• **Exercise data**

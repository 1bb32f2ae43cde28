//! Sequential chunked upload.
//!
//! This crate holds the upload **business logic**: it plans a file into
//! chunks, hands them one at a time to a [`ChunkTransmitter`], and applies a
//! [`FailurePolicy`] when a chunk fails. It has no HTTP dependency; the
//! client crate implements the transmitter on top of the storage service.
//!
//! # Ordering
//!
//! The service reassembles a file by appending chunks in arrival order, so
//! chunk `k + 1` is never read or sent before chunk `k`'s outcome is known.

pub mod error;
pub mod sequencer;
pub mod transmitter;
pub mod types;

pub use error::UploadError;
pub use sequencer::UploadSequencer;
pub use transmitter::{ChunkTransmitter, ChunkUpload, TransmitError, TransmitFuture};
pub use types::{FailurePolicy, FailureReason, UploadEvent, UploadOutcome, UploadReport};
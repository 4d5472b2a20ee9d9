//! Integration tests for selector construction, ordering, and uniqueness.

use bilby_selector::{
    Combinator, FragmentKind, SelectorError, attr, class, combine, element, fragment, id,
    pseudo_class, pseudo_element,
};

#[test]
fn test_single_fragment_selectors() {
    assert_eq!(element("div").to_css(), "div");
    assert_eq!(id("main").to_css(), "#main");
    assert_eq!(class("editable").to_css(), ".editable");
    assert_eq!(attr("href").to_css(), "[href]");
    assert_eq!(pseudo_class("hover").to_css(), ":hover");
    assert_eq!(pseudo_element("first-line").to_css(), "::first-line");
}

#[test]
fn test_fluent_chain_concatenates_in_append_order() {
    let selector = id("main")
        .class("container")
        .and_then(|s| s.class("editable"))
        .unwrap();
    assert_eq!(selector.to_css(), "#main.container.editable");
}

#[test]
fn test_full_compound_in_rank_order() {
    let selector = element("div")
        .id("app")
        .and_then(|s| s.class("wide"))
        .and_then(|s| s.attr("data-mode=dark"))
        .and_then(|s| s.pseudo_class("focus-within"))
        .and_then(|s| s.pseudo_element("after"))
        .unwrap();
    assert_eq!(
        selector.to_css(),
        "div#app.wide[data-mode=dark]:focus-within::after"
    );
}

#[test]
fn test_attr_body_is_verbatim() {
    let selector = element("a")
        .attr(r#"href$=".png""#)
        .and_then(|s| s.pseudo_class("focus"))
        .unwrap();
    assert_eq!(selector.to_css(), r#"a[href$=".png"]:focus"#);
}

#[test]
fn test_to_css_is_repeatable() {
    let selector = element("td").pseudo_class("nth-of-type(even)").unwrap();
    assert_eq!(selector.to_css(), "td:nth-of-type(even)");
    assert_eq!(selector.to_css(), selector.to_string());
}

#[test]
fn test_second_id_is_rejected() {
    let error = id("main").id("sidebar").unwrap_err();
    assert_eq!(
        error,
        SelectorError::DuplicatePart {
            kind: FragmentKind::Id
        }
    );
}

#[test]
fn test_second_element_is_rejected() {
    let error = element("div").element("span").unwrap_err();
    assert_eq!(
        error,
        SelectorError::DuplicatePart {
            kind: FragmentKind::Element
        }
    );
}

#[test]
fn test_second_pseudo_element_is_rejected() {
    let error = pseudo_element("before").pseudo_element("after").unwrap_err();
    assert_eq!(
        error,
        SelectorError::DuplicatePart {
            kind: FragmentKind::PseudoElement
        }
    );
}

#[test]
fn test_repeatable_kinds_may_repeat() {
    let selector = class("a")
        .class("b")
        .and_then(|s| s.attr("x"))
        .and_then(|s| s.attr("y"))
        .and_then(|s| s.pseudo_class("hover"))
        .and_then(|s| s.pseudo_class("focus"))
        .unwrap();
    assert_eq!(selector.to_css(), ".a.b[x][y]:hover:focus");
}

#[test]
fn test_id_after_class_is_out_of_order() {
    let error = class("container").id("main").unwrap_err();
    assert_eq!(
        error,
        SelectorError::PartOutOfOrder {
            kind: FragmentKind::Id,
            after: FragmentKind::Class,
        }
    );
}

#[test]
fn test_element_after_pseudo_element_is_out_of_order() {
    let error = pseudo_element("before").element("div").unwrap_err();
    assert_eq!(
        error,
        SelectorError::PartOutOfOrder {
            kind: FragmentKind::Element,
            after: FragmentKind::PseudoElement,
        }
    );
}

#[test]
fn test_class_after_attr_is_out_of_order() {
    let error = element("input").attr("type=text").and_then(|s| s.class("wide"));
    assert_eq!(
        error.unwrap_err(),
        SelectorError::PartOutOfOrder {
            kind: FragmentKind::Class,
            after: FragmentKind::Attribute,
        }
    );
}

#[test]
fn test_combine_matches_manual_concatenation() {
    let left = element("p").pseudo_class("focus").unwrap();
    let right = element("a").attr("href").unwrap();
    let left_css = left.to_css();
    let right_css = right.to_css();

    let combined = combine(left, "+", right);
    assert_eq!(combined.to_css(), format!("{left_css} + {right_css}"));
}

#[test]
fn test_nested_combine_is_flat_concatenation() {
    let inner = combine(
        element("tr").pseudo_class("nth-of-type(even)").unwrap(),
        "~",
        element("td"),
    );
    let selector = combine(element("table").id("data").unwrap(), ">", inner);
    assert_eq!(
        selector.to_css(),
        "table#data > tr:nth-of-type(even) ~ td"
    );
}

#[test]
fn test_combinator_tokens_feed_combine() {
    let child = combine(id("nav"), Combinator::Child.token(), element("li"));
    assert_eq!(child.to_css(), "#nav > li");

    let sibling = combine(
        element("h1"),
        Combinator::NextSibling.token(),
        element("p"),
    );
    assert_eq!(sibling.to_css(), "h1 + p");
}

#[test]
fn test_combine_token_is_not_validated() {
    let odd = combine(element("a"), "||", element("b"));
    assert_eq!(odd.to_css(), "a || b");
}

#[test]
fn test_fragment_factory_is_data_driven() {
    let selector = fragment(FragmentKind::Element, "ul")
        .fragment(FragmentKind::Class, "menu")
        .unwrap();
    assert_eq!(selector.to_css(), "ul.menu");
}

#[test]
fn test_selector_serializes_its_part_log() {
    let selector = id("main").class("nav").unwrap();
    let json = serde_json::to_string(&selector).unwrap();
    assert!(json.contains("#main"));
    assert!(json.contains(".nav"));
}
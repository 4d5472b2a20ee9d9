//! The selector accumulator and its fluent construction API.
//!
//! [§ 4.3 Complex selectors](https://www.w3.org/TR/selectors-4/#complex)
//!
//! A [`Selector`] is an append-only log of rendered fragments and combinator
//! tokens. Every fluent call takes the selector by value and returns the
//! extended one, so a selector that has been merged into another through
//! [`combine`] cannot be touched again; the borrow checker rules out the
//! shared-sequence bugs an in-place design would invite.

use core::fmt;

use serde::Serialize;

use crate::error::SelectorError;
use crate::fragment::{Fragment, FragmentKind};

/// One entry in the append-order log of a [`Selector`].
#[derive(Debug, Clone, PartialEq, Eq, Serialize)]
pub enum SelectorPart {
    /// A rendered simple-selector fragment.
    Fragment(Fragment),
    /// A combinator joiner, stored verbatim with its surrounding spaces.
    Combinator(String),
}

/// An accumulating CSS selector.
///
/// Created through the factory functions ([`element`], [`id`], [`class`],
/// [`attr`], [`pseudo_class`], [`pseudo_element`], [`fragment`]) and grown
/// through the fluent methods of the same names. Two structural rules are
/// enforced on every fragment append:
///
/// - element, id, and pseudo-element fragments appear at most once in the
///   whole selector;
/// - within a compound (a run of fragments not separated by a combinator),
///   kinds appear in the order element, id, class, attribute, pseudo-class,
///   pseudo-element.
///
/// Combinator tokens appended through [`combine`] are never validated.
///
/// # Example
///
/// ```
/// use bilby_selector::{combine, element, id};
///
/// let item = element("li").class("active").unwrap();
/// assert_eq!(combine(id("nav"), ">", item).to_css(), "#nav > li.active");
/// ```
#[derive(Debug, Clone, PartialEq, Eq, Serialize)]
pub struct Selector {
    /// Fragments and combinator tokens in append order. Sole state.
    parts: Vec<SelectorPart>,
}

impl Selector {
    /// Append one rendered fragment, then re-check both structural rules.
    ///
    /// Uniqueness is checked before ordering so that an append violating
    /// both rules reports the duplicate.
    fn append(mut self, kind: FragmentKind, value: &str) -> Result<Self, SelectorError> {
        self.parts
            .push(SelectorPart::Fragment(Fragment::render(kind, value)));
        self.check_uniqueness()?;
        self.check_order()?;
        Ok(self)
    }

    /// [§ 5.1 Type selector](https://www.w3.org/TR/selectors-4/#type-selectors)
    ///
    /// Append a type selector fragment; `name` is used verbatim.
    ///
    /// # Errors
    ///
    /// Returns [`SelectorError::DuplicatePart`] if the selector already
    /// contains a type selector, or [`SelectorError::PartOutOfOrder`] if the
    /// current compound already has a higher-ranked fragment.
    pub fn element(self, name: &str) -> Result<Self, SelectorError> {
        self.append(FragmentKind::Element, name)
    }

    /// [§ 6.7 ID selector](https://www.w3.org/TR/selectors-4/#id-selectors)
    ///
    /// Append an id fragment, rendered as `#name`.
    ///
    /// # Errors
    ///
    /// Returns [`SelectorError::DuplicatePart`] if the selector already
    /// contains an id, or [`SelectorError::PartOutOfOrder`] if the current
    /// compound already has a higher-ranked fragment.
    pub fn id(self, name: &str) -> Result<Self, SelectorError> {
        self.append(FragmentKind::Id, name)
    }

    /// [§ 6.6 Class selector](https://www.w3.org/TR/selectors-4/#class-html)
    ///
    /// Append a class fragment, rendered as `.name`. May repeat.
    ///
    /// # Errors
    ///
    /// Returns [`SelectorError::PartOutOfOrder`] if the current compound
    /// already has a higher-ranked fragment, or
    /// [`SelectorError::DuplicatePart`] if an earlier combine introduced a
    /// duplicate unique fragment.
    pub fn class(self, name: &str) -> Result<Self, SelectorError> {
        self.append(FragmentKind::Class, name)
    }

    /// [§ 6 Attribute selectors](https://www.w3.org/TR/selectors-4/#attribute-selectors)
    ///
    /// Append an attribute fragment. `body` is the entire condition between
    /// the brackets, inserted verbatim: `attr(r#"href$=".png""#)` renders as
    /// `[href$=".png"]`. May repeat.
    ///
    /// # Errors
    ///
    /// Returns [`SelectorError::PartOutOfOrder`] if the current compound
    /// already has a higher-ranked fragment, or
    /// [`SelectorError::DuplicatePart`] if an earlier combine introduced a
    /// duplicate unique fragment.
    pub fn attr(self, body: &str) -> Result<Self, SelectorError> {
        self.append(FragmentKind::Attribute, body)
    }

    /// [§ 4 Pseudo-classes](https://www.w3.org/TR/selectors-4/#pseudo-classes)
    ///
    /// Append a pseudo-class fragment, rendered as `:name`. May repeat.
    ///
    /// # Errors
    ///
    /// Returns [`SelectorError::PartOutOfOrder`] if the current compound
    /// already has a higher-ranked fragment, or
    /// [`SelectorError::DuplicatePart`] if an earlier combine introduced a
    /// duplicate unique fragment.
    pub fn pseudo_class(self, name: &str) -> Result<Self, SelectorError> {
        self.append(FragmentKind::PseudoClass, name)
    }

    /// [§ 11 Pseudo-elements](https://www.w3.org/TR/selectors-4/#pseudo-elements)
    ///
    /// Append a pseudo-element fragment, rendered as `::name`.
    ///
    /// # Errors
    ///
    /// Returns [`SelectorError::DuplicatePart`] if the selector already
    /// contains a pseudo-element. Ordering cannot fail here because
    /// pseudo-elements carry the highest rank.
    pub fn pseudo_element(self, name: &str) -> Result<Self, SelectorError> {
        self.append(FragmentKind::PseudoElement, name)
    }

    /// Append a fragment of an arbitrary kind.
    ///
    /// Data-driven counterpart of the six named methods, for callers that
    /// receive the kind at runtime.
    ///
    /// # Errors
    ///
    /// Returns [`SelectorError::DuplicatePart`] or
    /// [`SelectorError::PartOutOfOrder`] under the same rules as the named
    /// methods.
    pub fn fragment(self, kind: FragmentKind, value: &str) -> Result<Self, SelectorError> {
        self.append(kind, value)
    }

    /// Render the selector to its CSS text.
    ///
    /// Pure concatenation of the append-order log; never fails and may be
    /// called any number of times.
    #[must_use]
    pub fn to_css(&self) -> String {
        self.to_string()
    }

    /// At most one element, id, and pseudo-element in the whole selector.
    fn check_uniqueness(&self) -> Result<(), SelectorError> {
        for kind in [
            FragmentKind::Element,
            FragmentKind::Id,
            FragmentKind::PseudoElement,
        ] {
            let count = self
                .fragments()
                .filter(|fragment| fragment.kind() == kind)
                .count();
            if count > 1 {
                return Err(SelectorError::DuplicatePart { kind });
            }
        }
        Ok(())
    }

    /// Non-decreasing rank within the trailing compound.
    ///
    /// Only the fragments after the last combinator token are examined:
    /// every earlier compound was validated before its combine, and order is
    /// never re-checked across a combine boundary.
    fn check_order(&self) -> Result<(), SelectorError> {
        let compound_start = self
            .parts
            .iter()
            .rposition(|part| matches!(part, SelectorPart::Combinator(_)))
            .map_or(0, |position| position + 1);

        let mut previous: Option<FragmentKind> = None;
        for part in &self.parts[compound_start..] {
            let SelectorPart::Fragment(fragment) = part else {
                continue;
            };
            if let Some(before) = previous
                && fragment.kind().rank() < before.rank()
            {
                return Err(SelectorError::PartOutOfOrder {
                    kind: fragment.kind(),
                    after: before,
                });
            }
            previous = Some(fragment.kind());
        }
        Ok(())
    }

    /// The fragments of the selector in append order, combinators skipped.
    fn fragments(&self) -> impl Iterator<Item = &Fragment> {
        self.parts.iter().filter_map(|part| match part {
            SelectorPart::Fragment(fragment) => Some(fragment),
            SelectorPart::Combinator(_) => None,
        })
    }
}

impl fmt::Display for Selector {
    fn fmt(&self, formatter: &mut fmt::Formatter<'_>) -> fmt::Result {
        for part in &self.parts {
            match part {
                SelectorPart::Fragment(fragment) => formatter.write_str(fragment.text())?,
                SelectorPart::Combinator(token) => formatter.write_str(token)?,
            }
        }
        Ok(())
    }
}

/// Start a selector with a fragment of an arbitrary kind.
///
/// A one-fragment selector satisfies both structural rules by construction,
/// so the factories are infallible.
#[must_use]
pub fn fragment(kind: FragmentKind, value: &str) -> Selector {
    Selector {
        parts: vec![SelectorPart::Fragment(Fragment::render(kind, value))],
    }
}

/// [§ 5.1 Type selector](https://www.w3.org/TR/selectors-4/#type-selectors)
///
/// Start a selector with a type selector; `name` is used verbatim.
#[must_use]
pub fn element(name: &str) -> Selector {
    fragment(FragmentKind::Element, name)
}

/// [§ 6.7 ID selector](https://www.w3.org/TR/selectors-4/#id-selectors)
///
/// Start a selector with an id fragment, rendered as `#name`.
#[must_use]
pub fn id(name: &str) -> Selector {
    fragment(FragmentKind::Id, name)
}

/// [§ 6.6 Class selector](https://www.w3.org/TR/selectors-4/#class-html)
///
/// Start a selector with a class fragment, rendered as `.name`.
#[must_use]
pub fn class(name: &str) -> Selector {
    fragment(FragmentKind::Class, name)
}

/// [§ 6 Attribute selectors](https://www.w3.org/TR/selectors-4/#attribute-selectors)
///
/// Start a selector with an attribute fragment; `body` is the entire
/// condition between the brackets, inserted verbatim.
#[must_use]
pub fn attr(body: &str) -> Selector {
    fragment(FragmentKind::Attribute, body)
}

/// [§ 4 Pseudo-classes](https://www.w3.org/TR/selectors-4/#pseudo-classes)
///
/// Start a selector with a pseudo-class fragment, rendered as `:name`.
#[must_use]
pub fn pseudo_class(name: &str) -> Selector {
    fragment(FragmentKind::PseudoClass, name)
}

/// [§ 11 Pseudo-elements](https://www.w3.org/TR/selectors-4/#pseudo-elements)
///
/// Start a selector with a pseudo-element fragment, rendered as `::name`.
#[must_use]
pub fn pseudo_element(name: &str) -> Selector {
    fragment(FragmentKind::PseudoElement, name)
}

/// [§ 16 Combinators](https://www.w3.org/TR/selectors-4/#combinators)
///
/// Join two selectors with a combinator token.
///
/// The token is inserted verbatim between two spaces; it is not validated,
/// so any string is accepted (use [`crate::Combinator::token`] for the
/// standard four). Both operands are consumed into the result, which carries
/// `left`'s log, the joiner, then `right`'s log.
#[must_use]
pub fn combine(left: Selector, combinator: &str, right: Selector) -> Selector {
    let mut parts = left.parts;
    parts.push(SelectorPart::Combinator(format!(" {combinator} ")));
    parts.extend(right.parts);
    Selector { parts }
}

• **Exercise objective**
Report every line from the listing above where the string "before" can be found.

• **Output for this task**
//! chunk `k + 1` is never read or sent before chunk `k`'s outcome is known.
    let error = pseudo_element("before").pseudo_element("after").unwrap_err();
    let error = pseudo_element("before").element("div").unwrap_err();
    /// Uniqueness is checked before ordering so that an append violating
    /// every earlier compound was validated before its combine, and order is
            if let Some(before) = previous
                && fragment.kind().rank() < before.rank()
                    after: before,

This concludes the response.